Just to explain the columns in the screenshot; every time when "a" is not equal to "." (or in other words "a" has a value), "c" will be the "b"'s previous observation. For example: at observation 9 , there is a value at "a", and at observation 8: b="."
Therefore the goal that i'm failing to achieve is to obtain the value in correct "c". To obtain this, we need to keep moving up to the previous observation where "b" has a value. we will then report this value (from "b" ) into "c" at observation 9. As you can see in the screenshot, the values in c were obtained from the matching colored from b.

Heres my code so far which is providing me the columns in red:
data data_new2;
set data_try2;
retain prev_b;
if a ^="." then c=prev_b;
else do;
prev_b=b;
end;
run;

Will appreciate it if anyone can give me some advice/help. Thank you in advance. Message was edited by: adrian.waw
4 REPLIES 4
Cynthia_sas
SAS Super FREQ
Hi:
No ideas, only more questions.

Does your data ONLY have columns A and B??? Do you have an identifying variable or BY variable?? What about rows 1-4 and row 8, where the values of A and B are both missing???? Is that correct??? Are there other columns that you're not showing or are these just random measurements??? When you get this data into a SAS dataset, do you want to keep rows 1-4 and row 8 and other rows with blanks for both A and B -- what purpose do these rows serve???

You might want to search through the SAS documentation and previous forum postings for information and examples about the LAG function. You might still need to account for your rows with missing values for both A and B, but I believe the LAG function might help you in your requirement.

Another thing to think about...why do only some rows have a value for C??? For example, why do rows 6 and 9 have values for C, but rows 5 and 8 do NOT have values for C?? What is the logic that decides whether a row gets a value for C or not???

Anyway, do some research on the LAG function -- you will have to decide how to create C and decide whether the LAG function will do what you want. This sample program may help get you started, too. SASHELP.CLASS has 19 observations, it should be available to you on your system to experiment with and see how the LAG function works.

cynthia
[pre]
proc sort data=sashelp.class out=class;
by age;
where age in (12, 13, 14, 15);
run;

proc print data=class;
title 'Show Data before using LAG function';
run;

data showlag;
set class; by age;
prev_wt = lag(weight);
prev_ht = lag(height);
prev_name = lag(name);
** On the first age of every group, set PREV_ info variables to missing;
** because do not want to carry info from diff age group into new age group;
if first.age then do;
prev_name = ' ';
prev_wt = .;
prev_ht = .;
end;
run;

proc print data=showlag;
by age;
title 'Simple Example of LAG Function';
var name age height weight prev_ht prev_wt prev_name;
run;
[/pre]
adrian_waw
Calcite | Level 5
Hi Cynthia, Thanks for the response.

Does your data ONLY have columns A and B???
Yes i do have more columns other than A and B, heres the screenshot of what the table looks like in sas.
http://img191.imageshack.us/img191/9155/sas1t.jpg , where A = price, B= bid_price, prev_B=prev_bid_price, C=updated_bid

Do you have an identifying variable or BY variable??
Yes i need to calculate C (or updated_bid) BY date and some time conditions when i get this part of the coding right. I have created a small subset of my data at this date and time between 4 to 4.15.

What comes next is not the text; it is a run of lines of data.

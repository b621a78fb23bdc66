use serde::{Deserialize, Serialize};
use thiserror::Error;

/// Result type used across the crate.
pub type Result<T> = std::result::Result<T, Error>;

/// Domain error taxonomy for route planning operations.
///
/// Every variant is raised before any partial state change, except
/// [`Error::RouteComputation`] and [`Error::Storage`], which abort the
/// operation's transaction and leave the route as it was.
#[derive(Error, Clone, Debug, Serialize, Deserialize, PartialEq, Eq)]
pub enum Error {
    /// Malformed input: bad field values or non-existent identifiers.
    #[error("code: validation, description: {0}")]
    Validation(String),

    /// The stop is already part of the route.
    #[error("code: duplicate, description: {0}")]
    Duplicate(String),

    /// Reorder positions are equal or unoccupied.
    #[error("code: invalid_order, description: {0}")]
    InvalidOrder(String),

    /// A referenced route, stop, or link does not exist.
    #[error("code: not_found, description: {0}")]
    NotFound(String),

    /// The external route provider failed or returned a malformed payload.
    #[error("code: route_computation, description: {0}")]
    RouteComputation(String),

    /// The underlying store failed; always fatal to the current operation.
    #[error("code: storage, description: {0}")]
    Storage(String),
}

impl Error {
    /// Returns the stable error code.
    #[must_use]
    pub const fn code(&self) -> &str {
        match self {
            Self::Validation(_) => "validation",
            Self::Duplicate(_) => "duplicate",
            Self::InvalidOrder(_) => "invalid_order",
            Self::NotFound(_) => "not_found",
            Self::RouteComputation(_) => "route_computation",
            Self::Storage(_) => "storage",
        }
    }

    /// Returns the error description.
    #[must_use]
    pub fn description(&self) -> String {
        self.to_string()
    }
}

impl From<anyhow::Error> for Error {
    fn from(err: anyhow::Error) -> Self {
        let chain = err.chain().map(ToString::to_string).collect::<Vec<_>>().join(" -> ");

        // if the cause is already a domain error, keep its variant with the
        // accumulated context
        if let Some(inner) = err.downcast_ref::<Self>() {
            return match inner {
                Self::Validation(_) => Self::Validation(chain),
                Self::Duplicate(_) => Self::Duplicate(chain),
                Self::InvalidOrder(_) => Self::InvalidOrder(chain),
                Self::NotFound(_) => Self::NotFound(chain),
                Self::RouteComputation(_) => Self::RouteComputation(chain),
                Self::Storage(_) => Self::Storage(chain),
            };
        }

        Self::Storage(chain)
    }
}

impl From<serde_json::Error> for Error {
    fn from(err: serde_json::Error) -> Self {
        Self::Validation(err.to_string())
    }
}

What about rows 1-4 and row 8, where the values of A and B are both missing???? Is that correct??? Are there other columns that you're not showing or are these just random measurements???
Yes, the values of A (price) and B (bid_price) are both missing and these are not random measurements. The screenshot above are all the columns that ill be working with except that there will be another column for different stock name.

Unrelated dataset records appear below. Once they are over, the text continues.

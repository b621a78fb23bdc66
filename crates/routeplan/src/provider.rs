use anyhow::Result;
use async_trait::async_trait;

use crate::models::{GeoPoint, LatLng};

/// Road path between two coordinates as computed by the external provider.
#[derive(Debug, Clone, PartialEq)]
pub struct ComputedLeg {
    pub distance_meters: u32,
    pub travel_time_secs: u32,
    pub geo_points: Vec<GeoPoint>,
}

/// External routing service: given two coordinates, computes the travel
/// distance, travel time, and road geometry between them.
///
/// Implementations are expected to bound each call with a timeout; the
/// engine treats any error as a failed operation, never a partial one.
#[async_trait]
pub trait RouteProvider: Send + Sync + Clone + 'static {
    async fn compute_route(&self, origin: LatLng, destination: LatLng) -> Result<ComputedLeg>;
}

When you get this data into a SAS dataset, do you want to keep rows 1-4 and row 8 and other rows with blanks for both A and B -- what purpose do these rows serve???
Yes, ill need to keep those blanks rows as blanks as it represents at that particular time, there isn't any trade(price) when there is maybe an ask price or bid price.

Why do only some rows have a value for C??? For example, why do rows 6 and 9 have values for C, but rows 5 and 8 do NOT have values for C?? What is the logic that decides whether a row gets a value for C or not???
This is because when there is a trade, there will be a 'price(column a)',and therefore the transaction happened due to either the previous bid_price or ask_price. Therefore ill need to have a updated previous bid_price and ask_price; and then calculate whether bid price or ask price is closer to price at the trade time. (after i get this part of the code written correctly, ill need to only take the previous 'bid_price' based on time condition that the 'bid price' must be 5 seconds older than the current 'price').

I have been trying with the lag function and i don't think it can be applied to my case (correct me if i'm wrong). Because there are times that i need to go up 2 observations or 3 or more when the previous observation is empty. From the dataset: looking at bid_price row 6, i only had to lag once and get the previous value. But at row 12, i have to lag five times (lag5) to get the (previous) available bid_price.

So far this is what i've done:
http://img191.imageshack.us/img191/2225/sas2r.jpg . The highlighted cell is supposed to have a value which means i need to lag more. However the rest of my data may have more than 20 empty observations in bid price. Therefore what i've done is inefficient, heres my code:

data data_new5;
set data_try2;
l_bid_price=lag(bid_price);
l2_bid_price=lag2(bid_price);
l3_bid_price=lag3(bid_price);
retain prev_bid_price;
if price^="." then updated_bid=prev_bid_price;
else if price ="." then prev_bid_price=bid_price;
if price ="." and bid_price="." then prev_bid_price=l_bid_price;
if price= "." and bid_price="." and l_bid_price="." then prev_bid_price=l2_bid_price;
if price= "." and bid_price="." and l_bid_price="." and l2_bid_price="."
then prev_bid_price=l3_bid_price;
run;

Is there a way to fix this? i'm gonna keep trying and ill appreciate any help in regards to this. Thanks! Message was edited by: adrian.waw
Cynthia_sas
SAS Super FREQ
Hi:
This looks like a Time Series problem to me. Have you read the documentation on using Time Series data with SAS/ETS???
http://support.sas.com/documentation/cdl/en/etsug/63348/HTML/default/viewer.htm#/documentation/cdl/e...
This documentation also mentions the use of PROC EXPAND.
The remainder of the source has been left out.